Wednesday, November 14, 2012

One Minute Warning

I heard the sirens as I left the library, thinking I would go find somewhere to get coffee. On the Ben Gurion University campus in Beer Sheva students started moving briskly towards the stairwell down to the safe room – I was alone, so I followed the traffic without question. It wasn’t scary, almost exciting, as we all crammed into a small basement which was occupied by some religious men praying. The students around me didn’t seem bothered in the slightest, and after two minutes they returned to their daily activities... it didn’t even seem as if anyone was talking about what happened. I heard the missile go off in the air as Israel’s Iron Dome defense system prevented it from hitting the city. However, some students on campus didn’t even know anything happened – one even asked me if it was a drill in the library, because she didn’t hear any sirens.

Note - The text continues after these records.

//! The expression arena: generation-checked node and slot storage,
//! refcounted liveness, weak consumer back-edges, memoization, and cache
//! invalidation.
//!
//! Ownership model: a `Variable` handle references a slot; a slot
//! references the node currently producing its value; a node references
//! its input slots. Consumer back-edges (slot -> consuming nodes) are bare
//! ids and never keep anything alive — a stale id is skipped on lookup.

use std::collections::HashSet;
use std::sync::Mutex;

use once_cell::sync::Lazy;

use super::node::{ExprId, ExprNode, SlotId, VarSlot, VarTarget};
use crate::backend::{EngineError, EngineResult};

struct NodeEntry {
    node: Option<ExprNode>,
    generation: u32,
}

struct SlotEntry {
    slot: Option<VarSlot>,
    generation: u32,
}

/// Process-wide expression arena. All mutation happens under one mutex;
/// public handles lock per call and never hold the guard across user code.
pub(crate) struct GraphStore {
    nodes: Vec<NodeEntry>,
    free_nodes: Vec<u32>,
    slots: Vec<SlotEntry>,
    free_slots: Vec<u32>,
    /// Operator executions since process start; debug instrumentation for
    /// the lazy-evaluation contract.
    compute_count: u64,
}

static STORE: Lazy<Mutex<GraphStore>> = Lazy::new(|| Mutex::new(GraphStore::new()));

/// Runs `f` with the arena locked. Callers must not drop handles or call
/// back into the public graph API inside `f`.
pub(crate) fn with_store<R>(f: impl FnOnce(&mut GraphStore) -> R) -> R {
    let mut guard = STORE.lock().expect("graph store poisoned");
    f(&mut guard)
}

enum ReleaseOp {
    SlotRef(SlotId),
    Node(ExprId),
}

impl GraphStore {
    fn new() -> Self {
        GraphStore {
            nodes: Vec::new(),
            free_nodes: Vec::new(),
            slots: Vec::new(),
            free_slots: Vec::new(),
            compute_count: 0,
        }
    }

    // ------------------------------------------------------------------
    // Lookup

    pub fn node(&self, id: ExprId) -> EngineResult<&ExprNode> {
        self.try_node(id)
            .ok_or(EngineError::StaleHandle("expression no longer exists"))
    }

    pub fn node_mut(&mut self, id: ExprId) -> EngineResult<&mut ExprNode> {
        self.try_node_mut(id)
            .ok_or(EngineError::StaleHandle("expression no longer exists"))
    }

    pub fn try_node(&self, id: ExprId) -> Option<&ExprNode> {
        let entry = self.nodes.get(id.index as usize)?;
        if entry.generation != id.generation {
            return None;
        }
        entry.node.as_ref()
    }

    fn try_node_mut(&mut self, id: ExprId) -> Option<&mut ExprNode> {
        let entry = self.nodes.get_mut(id.index as usize)?;
        if entry.generation != id.generation {
            return None;
        }
        entry.node.as_mut()
    }

    pub fn slot(&self, id: SlotId) -> EngineResult<&VarSlot> {
        self.try_slot(id)
            .ok_or(EngineError::StaleHandle("variable no longer exists"))
    }

    pub fn slot_mut(&mut self, id: SlotId) -> EngineResult<&mut VarSlot> {
        self.try_slot_mut(id)
            .ok_or(EngineError::StaleHandle("variable no longer exists"))
    }

    pub fn try_slot(&self, id: SlotId) -> Option<&VarSlot> {
        let entry = self.slots.get(id.index as usize)?;
        if entry.generation != id.generation {
            return None;
        }
        entry.slot.as_ref()
    }

    fn try_slot_mut(&mut self, id: SlotId) -> Option<&mut VarSlot> {
        let entry = self.slots.get_mut(id.index as usize)?;
        if entry.generation != id.generation {
            return None;
        }
        entry.slot.as_mut()
    }

    /// Resolves a slot to the node/output it currently denotes.
    pub fn target_of(&self, slot: SlotId) -> EngineResult<VarTarget> {
        Ok(self.slot(slot)?.target)
    }

    // ------------------------------------------------------------------
    // Allocation and refcounts

    pub fn alloc_node(&mut self, node: ExprNode) -> ExprId {
        if let Some(index) = self.free_nodes.pop() {
            let entry = &mut self.nodes[index as usize];
            entry.node = Some(node);
            ExprId {
                index,
                generation: entry.generation,
            }
        } else {
            let index = self.nodes.len() as u32;
            self.nodes.push(NodeEntry {
                node: Some(node),
                generation: 0,
            });
            ExprId {
                index,
                generation: 0,
            }
        }
    }

    /// Creates a slot denoting `target` with one reference owned by the
    /// caller.
    pub fn new_slot(&mut self, target: VarTarget) -> EngineResult<SlotId> {
        // Validate and pre-wire the node before the slot exists.
        self.node(target.node)?;
        let id = if let Some(index) = self.free_slots.pop() {
            let entry = &mut self.slots[index as usize];
            entry.slot = Some(VarSlot {
                target,
                refs: 1,
                consumers: Vec::new(),
            });
            SlotId {
                index,
                generation: entry.generation,
            }
        } else {
            let index = self.slots.len() as u32;
            self.slots.push(SlotEntry {
                slot: Some(VarSlot {
                    target,
                    refs: 1,
                    consumers: Vec::new(),
                }),
                generation: 0,
            });
            SlotId {
                index,
                generation: 0,
            }
        };
        let node = self.node_mut(target.node)?;
        node.slot_refs += 1;
        node.out_slots.push(id);
        Ok(id)
    }

    pub fn slot_ref(&mut self, id: SlotId) {
        if let Some(slot) = self.try_slot_mut(id) {
            slot.refs += 1;
        }
    }

    pub fn slot_unref(&mut self, id: SlotId) {
        self.run_release(vec![ReleaseOp::SlotRef(id)]);
    }

    pub fn node_handle_ref(&mut self, id: ExprId) {
        if let Some(node) = self.try_node_mut(id) {
            node.handle_refs += 1;
        }
    }

    pub fn node_handle_unref(&mut self, id: ExprId) {
        let dead = match self.try_node_mut(id) {
            Some(node) => {
                node.handle_refs = node.handle_refs.saturating_sub(1);
                !node.is_alive_after_release()
            }
            None => false,
        };
        if dead {
            self.run_release(vec![ReleaseOp::Node(id)]);
        }
    }

    /// Releases a node that ended up with no references at all (e.g. a
    /// deserialized node nothing consumes).
    pub fn release_orphan(&mut self, id: ExprId) {
        let orphaned = self
            .try_node(id)
            .map(|node| node.handle_refs == 0 && node.slot_refs == 0)
            .unwrap_or(false);
        if orphaned {
            self.run_release(vec![ReleaseOp::Node(id)]);
        }
    }

    fn run_release(&mut self, mut stack: Vec<ReleaseOp>) {
        while let Some(op) = stack.pop() {
            match op {
                ReleaseOp::SlotRef(sid) => {
                    let Some(slot) = self.try_slot_mut(sid) else {
                        continue;
                    };
                    slot.refs = slot.refs.saturating_sub(1);
                    if slot.refs > 0 {
                        continue;
                    }
                    let target = slot.target;
                    let entry = &mut self.slots[sid.index as usize];
                    entry.slot = None;
                    entry.generation = entry.generation.wrapping_add(1);
                    self.free_slots.push(sid.index);

                    if let Some(node) = self.try_node_mut(target.node) {
                        node.out_slots.retain(|s| *s != sid);
                        node.slot_refs = node.slot_refs.saturating_sub(1);
                        if !node.is_alive_after_release() {
                            stack.push(ReleaseOp::Node(target.node));
                        }
                    }
                }
                ReleaseOp::Node(nid) => {
                    let entry = match self.nodes.get_mut(nid.index as usize) {
                        Some(entry) if entry.generation == nid.generation => entry,
                        _ => continue,
                    };
                    let Some(node) = entry.node.take() else {
                        continue;
                    };
                    entry.generation = entry.generation.wrapping_add(1);
                    self.free_nodes.push(nid.index);

                    for input in node.inputs {
                        if let Some(slot) = self.try_slot_mut(input) {
                            if let Some(pos) =
                                slot.consumers.iter().position(|c| *c == nid)
                            {
                                slot.consumers.swap_remove(pos);
                            }
                        }
                        stack.push(ReleaseOp::SlotRef(input));
                    }
                }
            }
        }
    }

    // ------------------------------------------------------------------
    // Graph construction and rewrites

    /// Records a new expression node consuming the given slots. Each input
    /// edge takes a slot reference and registers a consumer back-edge.
    pub fn create_expr(
        &mut self,
        node: ExprNode,
    ) -> EngineResult<ExprId> {
        for input in &node.inputs {
            self.slot(*input)?;
        }
        let inputs = node.inputs.clone();
        let id = self.alloc_node(node);
        for input in inputs {
            let slot = self
                .try_slot_mut(input)
                .expect("input slot validated above");
            slot.refs += 1;
            slot.consumers.push(id);
        }
        Ok(id)
    }

    /// Retargets `dst`'s slot at `src`'s producing node, in place. Every
    /// live handle sharing `dst`'s slot — including consumer expressions —
    /// observes `src`'s value afterwards. Downstream caches are dropped.
    pub fn replace_slot(&mut self, dst: SlotId, src: SlotId) -> EngineResult<()> {
        let src_target = self.slot(src)?.target;
        let dst_target = self.slot(dst)?.target;
        if src_target == dst_target {
            return Ok(());
        }

        {
            let node = self.node_mut(src_target.node)?;
            node.slot_refs += 1;
            node.out_slots.push(dst);
        }
        self.slot_mut(dst)?.target = src_target;
        self.invalidate_consumers_of_slot(dst);

        // Drop the old producer's claim on the slot; this may release it.
        if let Some(node) = self.try_node_mut(dst_target.node) {
            node.out_slots.retain(|s| *s != dst);
            node.slot_refs = node.slot_refs.saturating_sub(1);
            if !node.is_alive_after_release() {
                self.run_release(vec![ReleaseOp::Node(dst_target.node)]);
            }
        }
        Ok(())
    }

    // ------------------------------------------------------------------
    // Cache invalidation and collection

    /// Drops memoized values and inferred info on everything reachable
    /// forward from `node` (the node's own state included when
    /// `include_self`).
    pub fn invalidate_forward(&mut self, node: ExprId, include_self: bool) {
        let mut seen: HashSet<u32> = HashSet::new();
        let mut work = vec![node];
        let mut first = true;
        while let Some(current) = work.pop() {
            if !seen.insert(current.index) {
                continue;
            }
            let consumers = {
                let Some(node) = self.try_node_mut(current) else {
                    continue;
                };
                if include_self || !first {
                    for value in node.values.iter_mut() {
                        *value = None;
                    }
                    if !node.kind.is_leaf() {
                        for info in node.info.iter_mut() {
                            *info = None;
                        }
                    }
                }
                node.out_slots.clone()
            };
            first = false;
            for slot_id in consumers {
                if let Some(slot) = self.try_slot(slot_id) {
                    for consumer in slot.consumers.clone() {
                        work.push(consumer);
                    }
                }
            }
        }
    }

    fn invalidate_consumers_of_slot(&mut self, slot_id: SlotId) {
        let consumers = match self.try_slot(slot_id) {
            Some(slot) => slot.consumers.clone(),
            None => return,
        };
        for consumer in consumers {
            self.invalidate_forward(consumer, true);
        }
    }

    /// Drops memoized values on nodes no handle denotes directly. Graph
    /// structure and leaf payloads are untouched, so any value a live
    /// Variable can observe remains recomputable.
    pub fn gc(&mut self) {
        let mut reclaimed = 0usize;
        for index in 0..self.nodes.len() {
            let externally_held = {
                let Some(node) = self.nodes[index].node.as_ref() else {
                    continue;
                };
                if node.handle_refs > 0 {
                    true
                } else {
                    node.out_slots.iter().any(|slot_id| {
                        self.try_slot(*slot_id)
                            .map(|slot| slot.refs > slot.consumers.len())
                            .unwrap_or(false)
                    })
                }
            };
            if externally_held {
                continue;
            }
            let node = self.nodes[index]
                .node
                .as_mut()
                .expect("checked alive above");
            if node.kind.is_leaf() {
                continue;
            }
            for value in node.values.iter_mut() {
                if value.take().is_some() {
                    reclaimed += 1;
                }
            }
        }
        if reclaimed > 0 {
            log::debug!("graph gc reclaimed {reclaimed} cached buffers");
        }
    }

    // ------------------------------------------------------------------
    // Instrumentation

    pub fn note_compute(&mut self) {
        self.compute_count += 1;
    }

    pub fn compute_count(&self) -> u64 {
        self.compute_count
    }

    /// Number of live nodes; used by leak tests.
    pub fn live_node_count(&self) -> usize {
        self.nodes.iter().filter(|e| e.node.is_some()).count()
    }

    /// Number of live slots; used by leak tests.
    pub fn live_slot_count(&self) -> usize {
        self.slots.iter().filter(|e| e.slot.is_some()).count()
    }
}

/// Operator executions performed since process start. Debug
/// instrumentation for asserting the lazy-evaluation contract.
pub fn compute_count() -> u64 {
    with_store(|store| store.compute_count())
}

/// Live node count snapshot; debug instrumentation for leak tests.
pub fn live_node_count() -> usize {
    with_store(|store| store.live_node_count())
}

/// Live slot count snapshot; debug instrumentation for leak tests.
pub fn live_slot_count() -> usize {
    with_store(|store| store.live_slot_count())
}
//! Tensor buffer entry points.
//!
//! Tensors returned by `skein_tensor_create_*` are owned handles with a
//! paired `skein_tensor_destroy`. Tensors obtained from a session are
//! **borrowed** (owned by the session) and must never be destroyed.

use std::os::raw::c_void;

use skein::tensor::{DType, MapMode, RawTensor, Shape};

use crate::error::SkeinCode;
use crate::handle::{box_handle, destroy_handle, guard, guard_ptr};

/// Map-access mode tags.
pub const SKEIN_MAP_WRITE: i32 = 0;
pub const SKEIN_MAP_READ: i32 = 1;

/// Boundary wrapper over a raw tensor. `repr(transparent)` so borrowed
/// session tensors can be handed out without re-boxing.
#[repr(transparent)]
pub struct SkeinTensor {
    pub(crate) inner: RawTensor,
}

fn dims_from_c(dims: *const i32, ndim: usize) -> Result<Vec<usize>, SkeinCode> {
    if dims.is_null() && ndim > 0 {
        return Err(SkeinCode::InvalidPtr);
    }
    let slice = if ndim == 0 {
        &[][..]
    } else {
        unsafe { std::slice::from_raw_parts(dims, ndim) }
    };
    slice
        .iter()
        .map(|d| usize::try_from(*d).map_err(|_| SkeinCode::InvalidArg))
        .collect()
}

/// Allocates a zero-initialized host tensor. Returns null on failure.
///
/// # Safety
/// `dims` must point to `ndim` readable elements.
#[no_mangle]
pub unsafe extern "C" fn skein_tensor_create_host(
    dims: *const i32,
    ndim: usize,
    dtype: u32,
) -> *mut SkeinTensor {
    guard_ptr(|| {
        let dims = dims_from_c(dims, ndim).ok()?;
        let dtype = DType::from_tag(dtype)?;
        Some(box_handle(SkeinTensor {
            inner: RawTensor::alloc_host(Shape::new(dims), dtype),
        }))
    })
}

/// Allocates a zero-initialized device tensor. Device tensors are not
/// host-mappable; move data with the copy entry points.
///
/// # Safety
/// `dims` must point to `ndim` readable elements.
#[no_mangle]
pub unsafe extern "C" fn skein_tensor_create_device(
    dims: *const i32,
    ndim: usize,
    dtype: u32,
) -> *mut SkeinTensor {
    guard_ptr(|| {
        let dims = dims_from_c(dims, ndim).ok()?;
        let dtype = DType::from_tag(dtype)?;
        Some(box_handle(SkeinTensor {
            inner: RawTensor::alloc_device(Shape::new(dims), dtype),
        }))
    })
}

/// Creates a host tensor by copying caller memory.
///
/// # Safety
/// `dims` must point to `ndim` elements; `data` must point to enough
/// readable bytes for the implied shape and dtype.
#[no_mangle]
pub unsafe extern "C" fn skein_tensor_create_with_data(
    dims: *const i32,
    ndim: usize,
    dtype: u32,
    data: *const c_void,
) -> *mut SkeinTensor {
    guard_ptr(|| {
        let dims = dims_from_c(dims, ndim).ok()?;
        let dtype = DType::from_tag(dtype)?;
        if data.is_null() {
            return None;
        }
        let shape = Shape::new(dims);
        let len = shape.num_elements() * dtype.size_in_bytes();
        let bytes = unsafe { std::slice::from_raw_parts(data as *const u8, len) };
        let tensor = RawTensor::from_host_data(shape, dtype, bytes).ok()?;
        Some(box_handle(SkeinTensor { inner: tensor }))
    })
}

/// Destroys an **owned** tensor handle. Never call on borrowed session
/// tensors. Null is a no-op.
///
/// # Safety
/// `self_` must be null or an owned live handle, destroyed at most once.
#[no_mangle]
pub unsafe extern "C" fn skein_tensor_destroy(self_: *mut SkeinTensor) {
    unsafe { destroy_handle(self_) };
}

/// Clones a tensor; `deep` duplicates device allocations too.
///
/// # Safety
/// `self_` must be null or a live handle.
#[no_mangle]
pub unsafe extern "C" fn skein_tensor_clone(self_: *const SkeinTensor, deep: bool) -> *mut SkeinTensor {
    guard_ptr(|| {
        let tensor = unsafe { self_.as_ref() }?;
        Some(box_handle(SkeinTensor {
            inner: tensor.inner.clone_tensor(deep),
        }))
    })
}

/// Copies data from a host tensor into this (host or device) tensor.
///
/// # Safety
/// Both handles must be live and not used concurrently.
#[no_mangle]
pub unsafe extern "C" fn skein_tensor_copy_from_host(
    self_: *mut SkeinTensor,
    host: *const SkeinTensor,
) -> SkeinCode {
    guard(|| {
        let (Some(tensor), Some(host)) = (unsafe { self_.as_mut() }, unsafe { host.as_ref() })
        else {
            return SkeinCode::InvalidPtr;
        };
        SkeinCode::from_result(tensor.inner.copy_from_host(&host.inner))
    })
}

/// Copies this (host or device) tensor's data into a host tensor.
///
/// # Safety
/// Both handles must be live and not used concurrently.
#[no_mangle]
pub unsafe extern "C" fn skein_tensor_copy_to_host(
    self_: *const SkeinTensor,
    host: *mut SkeinTensor,
) -> SkeinCode {
    guard(|| {
        let (Some(tensor), Some(host)) = (unsafe { self_.as_ref() }, unsafe { host.as_mut() })
        else {
            return SkeinCode::InvalidPtr;
        };
        SkeinCode::from_result(tensor.inner.copy_to_host(&mut host.inner))
    })
}

/// Rank of the tensor; -1 for null.
///
/// # Safety
/// `self_` must be null or a live handle.
#[no_mangle]
pub unsafe extern "C" fn skein_tensor_dimensions(self_: *const SkeinTensor) -> i32 {
    unsafe { self_.as_ref() }
        .map(|t| t.inner.rank() as i32)
        .unwrap_or(-1)
}

/// Writes up to `capacity` dimension extents into `out`.
///
/// # Safety
/// `self_` must be live; `out` must point to `capacity` writable elements.
#[no_mangle]
pub unsafe extern "C" fn skein_tensor_shape(
    self_: *const SkeinTensor,
    out: *mut i32,
    capacity: usize,
) -> SkeinCode {
    guard(|| {
        let Some(tensor) = (unsafe { self_.as_ref() }) else {
            return SkeinCode::InvalidPtr;
        };
        if out.is_null() {
            return SkeinCode::InvalidPtr;
        }
        let dims = tensor.inner.shape().dims();
        if capacity < dims.len() {
            return SkeinCode::InvalidArg;
        }
        let out = unsafe { std::slice::from_raw_parts_mut(out, dims.len()) };
        for (slot, dim) in out.iter_mut().zip(dims) {
            *slot = *dim as i32;
        }
        SkeinCode::Ok
    })
}

/// Total element count; 0 for null.
///
/// # Safety
/// `self_` must be null or a live handle.
#[no_mangle]
pub unsafe extern "C" fn skein_tensor_element_count(self_: *const SkeinTensor) -> usize {
    unsafe { self_.as_ref() }
        .map(|t| t.inner.element_count())
        .unwrap_or(0)
}

/// Total byte length; 0 for null.
///
/// # Safety
/// `self_` must be null or a live handle.
#[no_mangle]
pub unsafe extern "C" fn skein_tensor_byte_size(self_: *const SkeinTensor) -> usize {
    unsafe { self_.as_ref() }
        .map(|t| t.inner.byte_len())
        .unwrap_or(0)
}

/// Extent of one axis; -1 when out of range or null.
///
/// # Safety
/// `self_` must be null or a live handle.
#[no_mangle]
pub unsafe extern "C" fn skein_tensor_length(self_: *const SkeinTensor, axis: i32) -> i32 {
    let Some(tensor) = (unsafe { self_.as_ref() }) else {
        return -1;
    };
    if axis < 0 {
        return -1;
    }
    tensor
        .inner
        .length(axis as usize)
        .map(|v| v as i32)
        .unwrap_or(-1)
}

/// Stride of one axis in elements; -1 when out of range or null.
///
/// # Safety
/// `self_` must be null or a live handle.
#[no_mangle]
pub unsafe extern "C" fn skein_tensor_stride(self_: *const SkeinTensor, axis: i32) -> i32 {
    let Some(tensor) = (unsafe { self_.as_ref() }) else {
        return -1;
    };
    if axis < 0 {
        return -1;
    }
    tensor
        .inner
        .stride(axis as usize)
        .map(|v| v as i32)
        .unwrap_or(-1)
}

/// Overrides the stride metadata of one axis.
///
/// # Safety
/// `self_` must be null or a live handle, not used concurrently.
#[no_mangle]
pub unsafe extern "C" fn skein_tensor_set_stride(
    self_: *mut SkeinTensor,
    axis: i32,
    stride: i32,
) -> SkeinCode {
    guard(|| {
        let Some(tensor) = (unsafe { self_.as_mut() }) else {
            return SkeinCode::InvalidPtr;
        };
        if axis < 0 || stride < 0 {
            return SkeinCode::InvalidArg;
        }
        SkeinCode::from_result(tensor.inner.set_stride(axis as usize, stride as usize))
    })
}

/// Batch extent (rank-4 convention).
///
/// # Safety
/// `self_` must be null or a live handle.
#[no_mangle]
pub unsafe extern "C" fn skein_tensor_batch(self_: *const SkeinTensor) -> i32 {
    unsafe { self_.as_ref() }.map(|t| t.inner.batch() as i32).unwrap_or(-1)
}

/// Channel extent (rank-4 convention).
///
/// # Safety
/// `self_` must be null or a live handle.
#[no_mangle]
pub unsafe extern "C" fn skein_tensor_channel(self_: *const SkeinTensor) -> i32 {
    unsafe { self_.as_ref() }.map(|t| t.inner.channel() as i32).unwrap_or(-1)
}

/// Height extent (rank-4 convention).
///
/// # Safety
/// `self_` must be null or a live handle.
#[no_mangle]
pub unsafe extern "C" fn skein_tensor_height(self_: *const SkeinTensor) -> i32 {
    unsafe { self_.as_ref() }.map(|t| t.inner.height() as i32).unwrap_or(-1)
}

/// Width extent (rank-4 convention).
///
/// # Safety
/// `self_` must be null or a live handle.
#[no_mangle]
pub unsafe extern "C" fn skein_tensor_width(self_: *const SkeinTensor) -> i32 {
    unsafe { self_.as_ref() }.map(|t| t.inner.width() as i32).unwrap_or(-1)
}

/// Element dtype tag; `u32::MAX` for null.
///
/// # Safety
/// `self_` must be null or a live handle.
#[no_mangle]
pub unsafe extern "C" fn skein_tensor_dtype(self_: *const SkeinTensor) -> u32 {
    unsafe { self_.as_ref() }
        .map(|t| t.inner.dtype().tag())
        .unwrap_or(u32::MAX)
}

/// Opaque device allocation id; 0 for host tensors.
///
/// # Safety
/// `self_` must be null or a live handle.
#[no_mangle]
pub unsafe extern "C" fn skein_tensor_device_id(self_: *const SkeinTensor) -> u64 {
    unsafe { self_.as_ref() }.map(|t| t.inner.device_id()).unwrap_or(0)
}

/// True when the tensor lives in host memory.
///
/// # Safety
/// `self_` must be null or a live handle.
#[no_mangle]
pub unsafe extern "C" fn skein_tensor_is_host(self_: *const SkeinTensor) -> bool {
    unsafe { self_.as_ref() }.map(|t| t.inner.is_host()).unwrap_or(false)
}

/// Maps the tensor for host access, writing the pointer into `out`. The
/// mapping must be ended with `skein_tensor_unmap`; mapping while already
/// mapped is a usage error.
///
/// # Safety
/// `self_` must be live and not used concurrently; `out` must be
/// writable.
#[no_mangle]
pub unsafe extern "C" fn skein_tensor_map(
    self_: *mut SkeinTensor,
    mode: i32,
    out: *mut *mut c_void,
) -> SkeinCode {
    guard(|| {
        let Some(tensor) = (unsafe { self_.as_mut() }) else {
            return SkeinCode::InvalidPtr;
        };
        if out.is_null() {
            return SkeinCode::InvalidPtr;
        }
        let mode = match mode {
            SKEIN_MAP_WRITE => MapMode::Write,
            SKEIN_MAP_READ => MapMode::Read,
            _ => return SkeinCode::InvalidArg,
        };
        match tensor.inner.map(mode) {
            Ok(ptr) => {
                unsafe { *out = ptr as *mut c_void };
                SkeinCode::Ok
            }
            Err(err) => SkeinCode::from(&err),
        }
    })
}

/// Ends the current mapping; unmapping while unmapped is a usage error.
///
/// # Safety
/// `self_` must be live and not used concurrently.
#[no_mangle]
pub unsafe extern "C" fn skein_tensor_unmap(self_: *mut SkeinTensor) -> SkeinCode {
    guard(|| {
        let Some(tensor) = (unsafe { self_.as_mut() }) else {
            return SkeinCode::InvalidPtr;
        };
        SkeinCode::from_result(tensor.inner.unmap())
    })
}

/// Replaces the dimension list, reallocating storage. The tensor must be
/// unmapped.
///
/// # Safety
/// `self_` must be live; `dims` must point to `ndim` elements.
#[no_mangle]
pub unsafe extern "C" fn skein_tensor_resize(
    self_: *mut SkeinTensor,
    dims: *const i32,
    ndim: usize,
) -> SkeinCode {
    guard(|| {
        let Some(tensor) = (unsafe { self_.as_mut() }) else {
            return SkeinCode::InvalidPtr;
        };
        let dims = match dims_from_c(dims, ndim) {
            Ok(dims) => dims,
            Err(code) => return code,
        };
        SkeinCode::from_result(tensor.inner.resize_dims(dims))
    })
}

The night before I stayed with a friend in Beer Sheva. Before going to bed she showed me where the safe room in her house is. If the sirens go off it means we have exactly one minute to get to the safe room. Nothing happened that night, but tonight is a whole different story. Things are escalating in Gaza and rockets are going back and forth from both sides. We are no longer in Beer Sheva, and are totally safe here in the Bedouin village, but calling all our friends and updating the Haaretz news site every few minutes to follow what seems to be a serious situation. It feels very real, for the first time, and the complexity of the situation is so frustrating that I feel helpless. A Hamas leader said on television tonight that “tonight a rain of rockets will fall over Beer Sheva.” I don’t feel any danger will come my way during the program – we have even switched our plans for tomorrow to make sure we are extra safe going back to Lotan, but being here and feeling the heaviness that comes with the rockets really makes me feel connected to Israel. We commented this afternoon on how many airplanes were flying so low over where we are... little did we know that many of them were going to Gaza.

Interesting that our month of “social justice” ends with a real escalation. It feels nice to be returning “home” to Kibbutz Lotan tomorrow. I have learned so much this last month, and tonight makes me recognize that while I know SO MUCH more than I knew before (about the situation in Israel), the more I know the more complicated it becomes.